Les compositions chimiques moyennes de la croûte continentale et de la croûte océanique (représentée par MORB), normalisées aux valeurs du manteau primitif et tracées en fonction du coefficient apparent de partage en vrac de chaque élément, forment des modèles de concentration étonnamment simples et complémentaires. Dans la croûte continentale, les concentrations maximales sont de l’ordre de 50 à 100 fois les valeurs du manteau primitif, et elles sont atteintes par les éléments Cs, Rb, Ba et Th les plus fortement incompatibles. Dans la croûte océanique moyenne, les concentrations maximales ne sont que de l’ordre de 10 fois les valeurs du manteau primitif, et elles sont atteintes par les éléments modérément incompatibles Na, Ti, Zr, Hf, Y et les ETR intermédiaires à lourds.
Cette relation est expliquée par un modèle simple, en deux étapes, d’extraction de la croûte continentale puis océanique à partir du manteau initialement primitif. Ce modèle reproduit le maximum de concentration caractéristique dans MORB. Il permet d’obtenir des contraintes quantitatives sur les fractions de fusion agrégées effectives extraites au cours des deux étapes. Celles-ci s’élèvent à environ 1,5 % pour la croûte continentale et à environ 8-10 % pour la croûte océanique.
Les degrés de fusion comparativement faibles déduits pour le MORB moyen sont compatibles avec la corrélation de la concentration en Na2O avec la profondeur d’extrusion , et avec les concentrations normalisées de Ca, Sc et Al (⋍ 3) dans le MORB, qui sont beaucoup plus faibles que celles de Zr, Hf et des HREE (⋍ 10). Ca, Al et Sc sont compatibles avec le clinopyroxène et sont préférentiellement retenus dans le manteau résiduel par ce minéral.
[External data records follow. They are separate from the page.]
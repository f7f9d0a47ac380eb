//! User self-service operations: profile viewing and password reset.

use std::sync::Arc;

use schoolhub_auth::SessionManager;
use schoolhub_core::result::AppResult;
use schoolhub_core::types::Fields;
use schoolhub_entity::user::model::public_fields;

use crate::context::RequestContext;

/// Handles user self-service operations.
#[derive(Debug, Clone)]
pub struct UserService {
    session_manager: Arc<SessionManager>,
}

impl UserService {
    /// Creates a new user service.
    pub fn new(session_manager: Arc<SessionManager>) -> Self {
        Self { session_manager }
    }

    /// The current user's stored fields, without the credential.
    pub fn profile(&self, ctx: &RequestContext) -> Fields {
        public_fields(&ctx.record)
    }

    /// Replaces the current user's password.
    pub async fn reset_password(&self, ctx: &RequestContext, new_password: &str) -> AppResult<()> {
        self.session_manager
            .reset_password(&ctx.user_id, new_password)
            .await
    }
}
Ceci n’est possible que si la fraction fondue agrégée est suffisamment faible pour que le clinopyroxène ne soit pas consommé.
Une séquence de compatibilité croissante des éléments lithophiles peut être définie de deux manières indépendantes : (1) l’ordre des concentrations normalisées décroissantes dans la croûte continentale ; ou (2) par les corrélations de concentration dans les basaltes océaniques. Les résultats sont étonnamment similaires, sauf pour Nb, Ta et Pb, qui donnent des coefficients de partage en vrac incohérents ainsi que des concentrations et des écarts types anormaux.
Les anomalies peuvent être expliquées si Nb et Ta ont des coefficients de partage relativement importants pendant la production de la croûte continentale et des coefficients plus petits pendant la production de la croûte océanique. En revanche, Pb a un très petit coefficient pendant la production de la croûte continentale et un plus grand coefficient pendant la production de la croûte océanique. C’est la raison pour laquelle ces éléments sont utiles dans les diagrammes de discrimination géochimique pour distinguer les MORB et les OIB d’une part, des arcs insulaires et de la plupart des volcaniques intracontinentaux d’autre part.
Les résultats sont cohérents avec le modèle de différenciation croûte-manteau proposé précédemment . Nb et Ta sont préférentiellement retenus et enrichis dans le manteau résiduel pendant la formation de la croûte continentale. Après la séparation de la majeure partie de la croûte continentale, la partie résiduelle du manteau a été réhomogénéisée, et les hétérogénéités internes actuelles entre les sources MORB et OIB ont été générées ultérieurement par des processus impliquant uniquement la croûte océanique et le manteau. Au cours de cette deuxième étape, Nb et Ta sont hautement incompatibles, et leurs abondances sont anormalement élevées dans l’OIB et le MORB.
Le comportement anormal de Pb provoque le soi-disant « paradoxe du plomb », à savoir les rapports élevés U/Pb et Th/Pb (déduits des isotopes de Pb) dans le manteau appauvri actuel, même si U et Th sont plus incompatibles que Pb dans les basaltes océaniques. Ceci s’explique si Pb est en fait plus incompatible que U et Th pendant la formation de la croûte continentale, et moins incompatible que U et Th pendant la formation de la croûte océanique.